Buying an expensive piece of furniture that you just gotta have is painless when it’s presented to you as a mere $89/month. Racking up the balance on your credit card is fun when you’re on vacation, and once you’re back home, the minimum payment is only slightly larger but still manageable. You are left completely numb to the fact that you just spent thousands of dollars you didn’t have to begin with.
On top of that, reckless spending is often rewarded by society. That vacation allowed you to take beautiful photos that got a ton of likes on social media. People congratulate you on the new couch the next time they come over. Debt lays down a firm foundation of denial, convincing you that you can indeed afford a lifestyle that is actually out of reach.
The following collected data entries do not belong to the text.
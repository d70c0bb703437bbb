pub mod icons;
pub mod output;
pub mod table;
pub mod theme;

pub use icons::Icons;
pub use output::{error, header, info, success, summary_row, warn};
pub use table::{records_table, stats_table, TableBuilder};
pub use theme::{theme, Theme};
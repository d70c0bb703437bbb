//! Database schema definitions generated from the entity descriptors

use super::{AssociationTable, ColumnDef, EdgeTableDef, EntityDef, Schema};

/// Quote an identifier; table names such as `user` or `userMessages` need it
pub fn quote(ident: &str) -> String {
    format!("\"{}\"", ident.replace('"', "\"\""))
}

fn column_sql(column: &ColumnDef) -> String {
    let mut sql = format!("{} {}", quote(column.name), column.sql_type.ddl());
    if column.primary_key {
        sql.push_str(" PRIMARY KEY AUTOINCREMENT");
        return sql;
    }
    if !column.nullable {
        sql.push_str(" NOT NULL");
    }
    if column.unique {
        sql.push_str(" UNIQUE");
    }
    if let Some(table) = column.references {
        sql.push_str(&format!(" REFERENCES {}({})", quote(table), quote("id")));
    }
    if let Some(domain) = column.domain {
        let allowed = domain
            .iter()
            .map(|v| format!("'{}'", v.replace('\'', "''")))
            .collect::<Vec<_>>()
            .join(", ");
        sql.push_str(&format!(" CHECK ({} IN ({}))", quote(column.name), allowed));
    }
    sql
}

/// SQL to create an entity table
pub fn create_entity_table(def: &EntityDef) -> String {
    let columns = def
        .columns
        .iter()
        .map(column_sql)
        .collect::<Vec<_>>()
        .join(",\n    ");
    format!("CREATE TABLE IF NOT EXISTS {} (\n    {}\n)", quote(def.table), columns)
}

/// SQL to create an association table
pub fn create_edge_table(def: &EdgeTableDef) -> String {
    let mut columns = vec![format!("{} INTEGER PRIMARY KEY AUTOINCREMENT", quote("id"))];
    for side in def.columns() {
        columns.push(format!(
            "{} INTEGER NOT NULL REFERENCES {}({})",
            quote(side.name),
            quote(side.references),
            quote("id")
        ));
    }
    if def.unique_pair {
        columns.push(format!("UNIQUE({}, {})", quote(def.left.name), quote(def.right.name)));
    }
    format!(
        "CREATE TABLE IF NOT EXISTS {} (\n    {}\n)",
        quote(def.table),
        columns.join(",\n    ")
    )
}

/// Indexes on every foreign-key column
pub fn create_indexes(schema: &Schema) -> Vec<String> {
    let mut stmts = Vec::new();
    for def in schema.entities() {
        for column in def.data_columns().filter(|c| c.references.is_some()) {
            stmts.push(index_sql(def.table, column.name));
        }
    }
    for table in AssociationTable::all() {
        let def = table.def();
        for side in def.columns() {
            stmts.push(index_sql(def.table, side.name));
        }
    }
    stmts
}

fn index_sql(table: &str, column: &str) -> String {
    format!(
        "CREATE INDEX IF NOT EXISTS {} ON {}({})",
        quote(&format!("idx_{}_{}", table, column)),
        quote(table),
        quote(column)
    )
}

/// All schema creation statements
pub fn all_schema_statements(schema: &Schema) -> Vec<String> {
    let mut stmts: Vec<String> = schema.entities().map(create_entity_table).collect();
    stmts.extend(schema.associations().iter().map(|t| create_edge_table(t.def())));
    stmts.extend(create_indexes(schema));
    stmts
}
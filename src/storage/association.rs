//! Association Mutator - edge insertion and bulk remapping
//!
//! Edges are written through SQL rather than through loaded relation
//! collections, so maintaining them never reads the related rows.

use rusqlite::{params, Connection};
use serde::Serialize;

use super::session::UnitOfWork;
use crate::schema::ddl::quote;
use crate::schema::EdgeTableDef;
use crate::{AssociationTable, Error, Result};

/// Result of [`UnitOfWork::remap_edges`]
#[derive(Debug, Clone, Copy, Default, PartialEq, Eq, Serialize)]
pub struct RemapOutcome {
    /// Edges moved from the old id to the new one
    pub rewritten: usize,
    /// Edges dropped because the new id already had the same link
    pub collapsed: usize,
}

/// One stored edge, in `(left, right)` column order of its table
#[derive(Debug, Clone, Copy, PartialEq, Eq, Serialize)]
pub struct EdgeRow {
    pub id: i64,
    pub left: i64,
    pub right: i64,
}

fn pair_from_columns(def: &EdgeTableDef, columns: &[(&str, i64)]) -> Result<(i64, i64)> {
    let mut left = None;
    let mut right = None;
    for (name, id) in columns {
        let column = def.column(name)?;
        let slot = if column.name == def.left.name { &mut left } else { &mut right };
        if slot.replace(*id).is_some() {
            return Err(Error::InvalidArgument(format!("{} given twice", column.name)));
        }
    }
    match (left, right) {
        (Some(l), Some(r)) => Ok((l, r)),
        _ => Err(Error::InvalidArgument(format!(
            "an edge in {} needs both {} and {}",
            def.table, def.left.name, def.right.name
        ))),
    }
}

fn insert_pair(conn: &Connection, def: &EdgeTableDef, left: i64, right: i64) -> Result<bool> {
    let (t, l, r) = (quote(def.table), quote(def.left.name), quote(def.right.name));
    let sql = format!(
        "INSERT INTO {t} ({l}, {r}) SELECT ?1, ?2 \
         WHERE NOT EXISTS (SELECT 1 FROM {t} WHERE {l} = ?1 AND {r} = ?2) \
         ON CONFLICT DO NOTHING"
    );
    let inserted = conn.execute(&sql, params![left, right])?;
    Ok(inserted > 0)
}

fn remap(conn: &Connection, def: &EdgeTableDef, column: &str, from: i64, to: i64) -> Result<RemapOutcome> {
    let target = def.column(column)?;
    let other = def.other(column)?;
    let (t, c, o) = (quote(def.table), quote(target.name), quote(other.name));

    // Drop links the new id already has before rewriting the rest
    let collapsed = conn.execute(
        &format!(
            "DELETE FROM {t} WHERE {c} = ?1 AND EXISTS \
             (SELECT 1 FROM {t} AS dup WHERE dup.{c} = ?2 AND dup.{o} = {t}.{o})"
        ),
        params![from, to],
    )?;
    let rewritten = conn.execute(&format!("UPDATE {t} SET {c} = ?2 WHERE {c} = ?1"), params![from, to])?;

    Ok(RemapOutcome { rewritten, collapsed })
}

fn select_edges(conn: &Connection, def: &EdgeTableDef, filter: Option<(&str, i64)>) -> Result<Vec<EdgeRow>> {
    let (t, l, r) = (quote(def.table), quote(def.left.name), quote(def.right.name));
    let mut sql = format!("SELECT {}, {l}, {r} FROM {t}", quote("id"));
    let mut bound = Vec::new();
    if let Some((column, id)) = filter {
        sql.push_str(&format!(" WHERE {} = ?1", quote(def.column(column)?.name)));
        bound.push(id);
    }
    sql.push_str(&format!(" ORDER BY {}", quote("id")));

    let mut stmt = conn.prepare(&sql)?;
    let rows = stmt.query_map(rusqlite::params_from_iter(bound.iter()), |row| {
        Ok(EdgeRow {
            id: row.get(0)?,
            left: row.get(1)?,
            right: row.get(2)?,
        })
    })?;
    let edges = rows.collect::<rusqlite::Result<Vec<_>>>()?;
    Ok(edges)
}

impl UnitOfWork {
    // ========== Edge Operations ==========

    /// Insert an edge unless the same pair is already linked.
    ///
    /// `columns` names both sides of the edge, e.g.
    /// `[("user_id", 7), ("project_id", 3)]`. Returns whether a row was
    /// written. Idempotent on every association table, including those
    /// without a unique constraint on the pair.
    pub fn insert_edge_if_absent(&mut self, table: AssociationTable, columns: &[(&str, i64)]) -> Result<bool> {
        let def = table.def();
        let inserted = self.run("insert edge", |conn, _| {
            let (left, right) = pair_from_columns(def, columns)?;
            insert_pair(conn, def, left, right)
        })?;
        if inserted {
            tracing::debug!("Linked {} {:?}", def.table, columns);
        }
        Ok(inserted)
    }

    /// Positional form of [`insert_edge_if_absent`](Self::insert_edge_if_absent)
    pub fn link(&mut self, table: AssociationTable, left: i64, right: i64) -> Result<bool> {
        let def = table.def();
        self.run("insert edge", |conn, _| insert_pair(conn, def, left, right))
    }

    /// Point every edge whose `column` equals `from` at `to` instead.
    ///
    /// Used when two entities are merged. Edges that would duplicate a link
    /// `to` already has are removed rather than rewritten. Remapping an id
    /// onto itself changes nothing.
    pub fn remap_edges(
        &mut self,
        table: AssociationTable,
        column: &str,
        from: Option<i64>,
        to: Option<i64>,
    ) -> Result<RemapOutcome> {
        let def = table.def();
        let outcome = self.run("remap edges", |conn, _| {
            let (Some(from), Some(to)) = (from, to) else {
                return Err(Error::InvalidArgument(
                    "remapping edges needs both a source and a target id".to_string(),
                ));
            };
            if from == to {
                def.column(column)?;
                return Ok(RemapOutcome::default());
            }
            remap(conn, def, column, from, to)
        })?;
        tracing::info!(
            "Remapped {}.{}: {} rewritten, {} collapsed",
            def.table,
            column,
            outcome.rewritten,
            outcome.collapsed
        );
        Ok(outcome)
    }

    /// Edges whose `column` equals `id`
    pub fn edges(&mut self, table: AssociationTable, column: &str, id: i64) -> Result<Vec<EdgeRow>> {
        let def = table.def();
        self.run("read edges", |conn, _| select_edges(conn, def, Some((column, id))))
    }

    pub fn all_edges(&mut self, table: AssociationTable) -> Result<Vec<EdgeRow>> {
        let def = table.def();
        self.run("read edges", |conn, _| select_edges(conn, def, None))
    }

    pub fn count_edges(&mut self, table: AssociationTable) -> Result<usize> {
        let def = table.def();
        self.run("count edges", |conn, _| {
            let count: i64 = conn.query_row(&format!("SELECT COUNT(*) FROM {}", quote(def.table)), [], |row| row.get(0))?;
            Ok(count as usize)
        })
    }
}
//! # Connector - relational core of the feedback-analytics platform
//!
//! Persistence and query layer for projects, users, feedback, conversational
//! messages, issues, topics, rules, datasets and reports.
//!
//! Connector provides:
//! - A typed schema model with immutable descriptors built once at startup
//! - Transaction-scoped units of work over a bounded SQLite connection pool
//! - A CRUD engine with eager loading of related rows
//! - A filter compiler mapping field constraints onto parameterised predicates
//! - Idempotent edge insertion and bulk edge remapping for entity merges
//! - Dataset export and read-only access to customer tables with mapped columns

pub mod value;
pub mod schema;
pub mod filter;
pub mod storage;
pub mod collaborators;
pub mod config;
pub mod ui;

// Re-exports for convenient access
pub use value::{Record, Value};
pub use schema::{AssociationTable, Entity, EntityDef, MappedTable, Schema};
pub use schema::entities::*;
pub use schema::enums::{MessageRole, ReportStatus};
pub use filter::{Condition, FilterCompiler, Filters, Operator, Predicate, UnknownOperatorPolicy};
pub use storage::{
    DatasetExport, ExportedMessage, Loaded, Outcome, RemapOutcome, Store, StoreOptions, UnitOfWork, UnitState,
};

use rusqlite::ErrorCode;

/// Result type alias for connector operations
pub type Result<T> = std::result::Result<T, Error>;

/// Error types for connector operations
#[derive(Debug, thiserror::Error)]
pub enum Error {
    /// Uniqueness, foreign-key, NOT NULL or CHECK breach reported by the engine
    #[error("Constraint violation: {0}")]
    ConstraintViolation(String),

    #[error("{entity} with id {id} not found")]
    NotFound { entity: &'static str, id: i64 },

    /// A field or relation name that the entity does not declare
    #[error("{entity} has no attribute '{name}'")]
    UnknownAttribute { entity: String, name: String },

    #[error("Invalid argument: {0}")]
    InvalidArgument(String),

    /// Pool exhaustion, acquire timeout or a transport failure
    #[error("Connection error: {0}")]
    Connection(String),

    #[error("Storage error: {0}")]
    Storage(rusqlite::Error),

    #[error("Decode error: {0}")]
    Decode(String),

    #[error("Unit of work is already {0}")]
    Finalized(UnitState),

    #[error("IO error: {0}")]
    Io(#[from] std::io::Error),
}

impl From<rusqlite::Error> for Error {
    fn from(err: rusqlite::Error) -> Self {
        match err.sqlite_error_code() {
            Some(ErrorCode::ConstraintViolation) => Error::ConstraintViolation(err.to_string()),
            Some(ErrorCode::CannotOpen) | Some(ErrorCode::NotADatabase) => {
                Error::Connection(err.to_string())
            }
            _ => Error::Storage(err),
        }
    }
}

impl From<r2d2::Error> for Error {
    fn from(err: r2d2::Error) -> Self {
        Error::Connection(err.to_string())
    }
}

impl Error {
    pub(crate) fn unknown_attribute(entity: &str, name: &str) -> Self {
        Error::UnknownAttribute {
            entity: entity.to_string(),
            name: name.to_string(),
        }
    }

    /// True for the constraint-breach class of failures
    pub fn is_constraint_violation(&self) -> bool {
        matches!(self, Error::ConstraintViolation(_))
    }
}

#[cfg(test)]
mod tests {
    use super::*;

    #[test]
    fn test_constraint_errors_are_classified() {
        let conn = rusqlite::Connection::open_in_memory().unwrap();
        conn.execute_batch("CREATE TABLE t (name TEXT NOT NULL UNIQUE)").unwrap();
        conn.execute("INSERT INTO t (name) VALUES ('a')", []).unwrap();
        let err: Error = conn
            .execute("INSERT INTO t (name) VALUES ('a')", [])
            .unwrap_err()
            .into();
        assert!(err.is_constraint_violation());
    }

    #[test]
    fn test_other_sqlite_errors_stay_storage() {
        let conn = rusqlite::Connection::open_in_memory().unwrap();
        let err: Error = conn.execute("SELECT * FROM missing", []).unwrap_err().into();
        assert!(matches!(err, Error::Storage(_)));
    }
}
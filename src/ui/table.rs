use tabled::builder::Builder;
use tabled::{settings::Style, Table, Tabled};

use crate::value::{Record, Value};

#[derive(Tabled)]
pub struct TableRow {
    #[tabled(rename = "Table")]
    pub label: String,
    #[tabled(rename = "Rows")]
    pub value: String,
}

pub struct TableBuilder {
    rows: Vec<TableRow>,
}

impl Default for TableBuilder {
    fn default() -> Self {
        Self::new()
    }
}

impl TableBuilder {
    pub fn new() -> Self {
        Self { rows: Vec::new() }
    }

    pub fn add_row(&mut self, label: &str, value: &str) {
        self.rows.push(TableRow {
            label: label.to_string(),
            value: value.to_string(),
        });
    }

    pub fn build(&self) -> String {
        if self.rows.is_empty() {
            return String::new();
        }

        Table::new(&self.rows).with(Style::rounded()).to_string()
    }
}

/// Two-column table of per-table row counts
pub fn stats_table(counts: &[(&str, usize)]) -> String {
    let mut builder = TableBuilder::new();
    for (table, rows) in counts {
        builder.add_row(table, &rows.to_string());
    }
    builder.build()
}

/// One row per record, columns in the order of the first record
pub fn records_table(records: &[Record]) -> String {
    let Some(first) = records.first() else {
        return String::new();
    };
    let columns: Vec<&str> = first.iter().map(|(name, _)| name).collect();

    let mut builder = Builder::default();
    builder.push_record(columns.iter().map(|c| c.to_string()));
    for record in records {
        builder.push_record(columns.iter().map(|c| match record.get(c) {
            None | Some(Value::Null) => String::new(),
            Some(value) => value.to_string(),
        }));
    }
    builder.build().with(Style::rounded()).to_string()
}

#[cfg(test)]
mod tests {
    use super::*;

    #[test]
    fn test_stats_table_lists_every_table() {
        let rendered = stats_table(&[("user", 2), ("projects", 0)]);
        assert!(rendered.contains("user"));
        assert!(rendered.contains("projects"));
        assert!(rendered.contains("Rows"));
    }

    #[test]
    fn test_records_table_blanks_nulls() {
        let records = vec![
            Record::new().with("id", 1).with("name", "Acme"),
            Record::new().with("id", 2).with("name", Value::Null),
        ];
        let rendered = records_table(&records);
        assert!(rendered.contains("Acme"));
        assert!(!rendered.contains("null"));
        assert!(records_table(&[]).is_empty());
    }
}
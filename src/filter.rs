//! Filter Compiler
//!
//! Translates a declarative constraint set into a composable read predicate:
//! - input: field name → `{operator, value}`
//! - operators: `==`, `!=`, `>`, `>=`, `<`, `<=`, `like`, `in`
//! - all conditions combine with AND
//!
//! Field names are resolved against the entity descriptor before any SQL is
//! produced. Identifiers only ever come from static descriptors; operands are
//! always bound parameters.

use std::collections::BTreeMap;
use std::str::FromStr;

use serde::{Deserialize, Serialize};

use crate::schema::ddl::quote;
use crate::schema::{EntityDef, SqlType};
use crate::value::Value;
use crate::{Error, Result};

/// Comparison operators understood by the compiler
#[derive(Debug, Clone, Copy, PartialEq, Eq, Hash)]
pub enum Operator {
    Eq,
    NotEq,
    Gt,
    Ge,
    Lt,
    Le,
    /// SQL LIKE pattern match
    Like,
    /// Set membership
    In,
}

impl Operator {
    pub fn as_str(&self) -> &'static str {
        match self {
            Operator::Eq => "==",
            Operator::NotEq => "!=",
            Operator::Gt => ">",
            Operator::Ge => ">=",
            Operator::Lt => "<",
            Operator::Le => "<=",
            Operator::Like => "like",
            Operator::In => "in",
        }
    }

    fn sql(&self) -> &'static str {
        match self {
            Operator::Eq => "=",
            Operator::NotEq => "<>",
            Operator::Gt => ">",
            Operator::Ge => ">=",
            Operator::Lt => "<",
            Operator::Le => "<=",
            Operator::Like => "LIKE",
            Operator::In => "IN",
        }
    }
}

impl FromStr for Operator {
    type Err = Error;

    fn from_str(s: &str) -> Result<Self> {
        match s.trim().to_lowercase().as_str() {
            "==" | "=" | "eq" => Ok(Operator::Eq),
            "!=" | "<>" | "ne" => Ok(Operator::NotEq),
            ">" | "gt" => Ok(Operator::Gt),
            ">=" | "ge" => Ok(Operator::Ge),
            "<" | "lt" => Ok(Operator::Lt),
            "<=" | "le" => Ok(Operator::Le),
            "like" => Ok(Operator::Like),
            "in" => Ok(Operator::In),
            _ => Err(Error::InvalidArgument(format!("Unknown filter operator: {}", s))),
        }
    }
}

impl std::fmt::Display for Operator {
    fn fmt(&self, f: &mut std::fmt::Formatter<'_>) -> std::fmt::Result {
        write!(f, "{}", self.as_str())
    }
}

fn default_operator() -> String {
    Operator::Eq.as_str().to_string()
}

/// One field constraint.
///
/// The operator is kept as written so that the compiler, not the
/// deserializer, decides what happens to unknown operators.
#[derive(Debug, Clone, PartialEq, Serialize, Deserialize)]
pub struct Condition {
    #[serde(default = "default_operator")]
    pub operator: String,
    pub value: Value,
}

impl Condition {
    pub fn new(operator: Operator, value: impl Into<Value>) -> Self {
        Self {
            operator: operator.as_str().to_string(),
            value: value.into(),
        }
    }

    pub fn eq(value: impl Into<Value>) -> Self {
        Self::new(Operator::Eq, value)
    }

    pub fn is_in(values: impl Into<Value>) -> Self {
        Self::new(Operator::In, values)
    }
}

/// Field name → condition, combined with AND
#[derive(Debug, Clone, Default, PartialEq, Serialize, Deserialize)]
#[serde(transparent)]
pub struct Filters {
    conditions: BTreeMap<String, Condition>,
}

impl Filters {
    pub fn new() -> Self {
        Self::default()
    }

    pub fn with(mut self, field: impl Into<String>, condition: Condition) -> Self {
        self.conditions.insert(field.into(), condition);
        self
    }

    pub fn iter(&self) -> impl Iterator<Item = (&str, &Condition)> {
        self.conditions.iter().map(|(k, v)| (k.as_str(), v))
    }

    pub fn is_empty(&self) -> bool {
        self.conditions.is_empty()
    }

    pub fn from_json(json: &str) -> Result<Self> {
        serde_json::from_str(json).map_err(|e| Error::InvalidArgument(format!("invalid filters: {}", e)))
    }
}

/// What to do with an operator the compiler does not know
#[derive(Debug, Clone, Copy, PartialEq, Eq, Default, Serialize, Deserialize)]
#[serde(rename_all = "lowercase")]
pub enum UnknownOperatorPolicy {
    /// Fail the whole request
    #[default]
    Reject,
    /// Drop the condition and log it; the read becomes less restrictive
    Ignore,
}

#[derive(Debug, Clone, PartialEq)]
enum ClauseKind {
    Compare(Operator, Value),
    IsNull,
    IsNotNull,
    InList(Vec<Value>),
    /// Membership in the empty set
    Never,
}

#[derive(Debug, Clone, PartialEq)]
struct Clause {
    column: &'static str,
    kind: ClauseKind,
}

/// A compiled, AND-combined predicate over one entity's columns
#[derive(Debug, Clone, Default, PartialEq)]
pub struct Predicate {
    clauses: Vec<Clause>,
}

impl Predicate {
    /// The predicate that matches every row
    pub fn all() -> Self {
        Self::default()
    }

    pub fn is_empty(&self) -> bool {
        self.clauses.is_empty()
    }

    /// Primary-key lookup
    pub(crate) fn id_eq(id: i64) -> Self {
        Self {
            clauses: vec![Clause {
                column: "id",
                kind: ClauseKind::Compare(Operator::Eq, Value::Integer(id)),
            }],
        }
    }

    /// Conjunction of two predicates over the same entity
    pub fn and(mut self, other: Predicate) -> Self {
        self.clauses.extend(other.clauses);
        self
    }

    /// Render to a SQL fragment and its positional parameters.
    ///
    /// Columns are prefixed with `qualifier.` when one is given. An empty
    /// predicate renders as `1 = 1`.
    pub fn to_sql(&self, qualifier: Option<&str>) -> (String, Vec<Value>) {
        if self.clauses.is_empty() {
            return ("1 = 1".to_string(), Vec::new());
        }

        let mut params = Vec::new();
        let parts: Vec<String> = self
            .clauses
            .iter()
            .map(|clause| {
                let column = match qualifier {
                    Some(q) => format!("{}.{}", q, quote(clause.column)),
                    None => quote(clause.column),
                };
                match &clause.kind {
                    ClauseKind::Compare(op, value) => {
                        params.push(value.clone());
                        format!("{} {} ?", column, op.sql())
                    }
                    ClauseKind::IsNull => format!("{} IS NULL", column),
                    ClauseKind::IsNotNull => format!("{} IS NOT NULL", column),
                    ClauseKind::InList(values) => {
                        params.extend(values.iter().cloned());
                        let marks = vec!["?"; values.len()].join(", ");
                        format!("{} IN ({})", column, marks)
                    }
                    ClauseKind::Never => "0 = 1".to_string(),
                }
            })
            .collect();

        (parts.join(" AND "), params)
    }
}

/// Compiles [`Filters`] against an entity descriptor
#[derive(Debug, Clone, Copy, Default)]
pub struct FilterCompiler {
    policy: UnknownOperatorPolicy,
}

impl FilterCompiler {
    pub fn new(policy: UnknownOperatorPolicy) -> Self {
        Self { policy }
    }

    pub fn policy(&self) -> UnknownOperatorPolicy {
        self.policy
    }

    pub fn compile(&self, def: &EntityDef, filters: &Filters) -> Result<Predicate> {
        // Resolve every field first so an unknown name fails the request
        // regardless of what else is wrong with it.
        let mut resolved = Vec::new();
        for (field, condition) in filters.iter() {
            resolved.push((def.column(field)?, condition));
        }

        let mut predicate = Predicate::all();
        for (column, condition) in resolved {
            let op = match condition.operator.parse::<Operator>() {
                Ok(op) => op,
                Err(err) => match self.policy {
                    UnknownOperatorPolicy::Reject => return Err(err),
                    UnknownOperatorPolicy::Ignore => {
                        tracing::warn!(
                            "Ignoring filter on {}.{} with unknown operator '{}'",
                            def.name,
                            column.name,
                            condition.operator
                        );
                        continue;
                    }
                },
            };

            let kind = compile_condition(column.name, column.sql_type, op, condition.value.clone())?;
            predicate.clauses.push(Clause {
                column: column.name,
                kind,
            });
        }

        tracing::debug!("Compiled {} filter clause(s) for {}", predicate.clauses.len(), def.name);
        Ok(predicate)
    }
}

fn compile_condition(column: &str, sql_type: SqlType, op: Operator, value: Value) -> Result<ClauseKind> {
    match (op, value) {
        (Operator::In, Value::List(items)) => {
            // NULL never equals anything, so null entries cannot match
            let items = items
                .into_iter()
                .filter(|v| !v.is_null())
                .map(|v| match v {
                    Value::List(_) => Err(Error::InvalidArgument(format!(
                        "'in' on {} takes a list of scalar values",
                        column
                    ))),
                    v => v.coerce(sql_type),
                })
                .collect::<Result<Vec<_>>>()?;
            if items.is_empty() {
                return Ok(ClauseKind::Never);
            }
            Ok(ClauseKind::InList(items))
        }
        (Operator::In, other) => Err(Error::InvalidArgument(format!(
            "'in' on {} takes a list, got {}",
            column,
            other.type_name()
        ))),
        (Operator::Eq, Value::Null) => Ok(ClauseKind::IsNull),
        (Operator::NotEq, Value::Null) => Ok(ClauseKind::IsNotNull),
        (op, Value::Null) => Err(Error::InvalidArgument(format!(
            "'{}' on {} cannot compare against null",
            op, column
        ))),
        (Operator::Like, value) => {
            if sql_type != SqlType::Text {
                return Err(Error::InvalidArgument(format!(
                    "'like' needs a text column, {} is {}",
                    column, sql_type
                )));
            }
            Ok(ClauseKind::Compare(Operator::Like, value.coerce(sql_type)?))
        }
        (op, value) => Ok(ClauseKind::Compare(op, value.coerce(sql_type)?)),
    }
}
Rather of hinging a decision on whether you can afford the full price of the purchase, debt powered denial allows you to instead ask how easily you can swing the minimum payment. Operating this way for long enough establishes a new normal. One defined by instant gratification and the steady accumulation of minimum payments that eat an ever bigger slice of your monthly income. This is the trajectory my friend has been on for the last few decades.
Creeping debt is unsustainable
Cracks in the thick layer of denial eventually begin to form. At some point, the minimum payments, quietly ratcheting up and taking up ever more room, eventually start crowding out other things you want. My friend presently has 22 debts whose combined minimum payments take a whopping 60% of his monthly income. They add up to 2.5x his rent.
This heavy debt load brings its own gravity with it. Because his debt-to-income ratio is so high, his credit score has been sharply eroding, making it much harder to get new debt and perpetuate the cycle. The only debt available to him now comes with brutally high interest rates, which means that the associated minimum payments will no longer be low. Any new debt he takes on will eat a bigger portion of his lunch every month.
Debt wilts under scrutiny
It’s much easier to maintain denial, cracks and all, when it’s yours alone to carry. The moment someone else is in the picture, all the rationalization, optimistic thinking, and willful blindness about spending get exposed for the self-rationalization tactics they are. As time went on and the cracks started forming in his denial, my friend had made several attempts to right his financial ship, but none really took while he was single.
It wasn’t until he met a partner and eventually proposed to her that the stakes became real. He had to come clean about his financial position, and most importantly, share a plan for how they were going to get out of it. It was far from an easy sell, and he’s the first person to admit that he hit the jackpot in finding a partner that truly sees him for who he is, and is willing to work together to dig out of the debt he brought into the relationship. I couldn’t agree more.
It doesn’t have to be this way
His partner is now bringing a level of accountability and teamwork that I believe will be my friend’s salvation. Luckily, if you know where to look, you can get a clear signal telling you if you’re on the same vicious cycle that my friend was on, right now.
Spending 15 minutes to calculate your monthly cash flow (MCF) amounts to checking your most important financial vital sign. If it’s a negative number, it means you’re on the path of denial.
Your MCF will tell you not only if you’re on a bad trajectory, but also by how much, thereby allowing you to chart a course back to financial health and start playing for keeps.
The trouble is that the denial often prevents you from realizing where you’re headed until it’s too late. It’s always possible to see things for what they are and course correct early. The first step only takes a few minutes to complete, and is available at any time.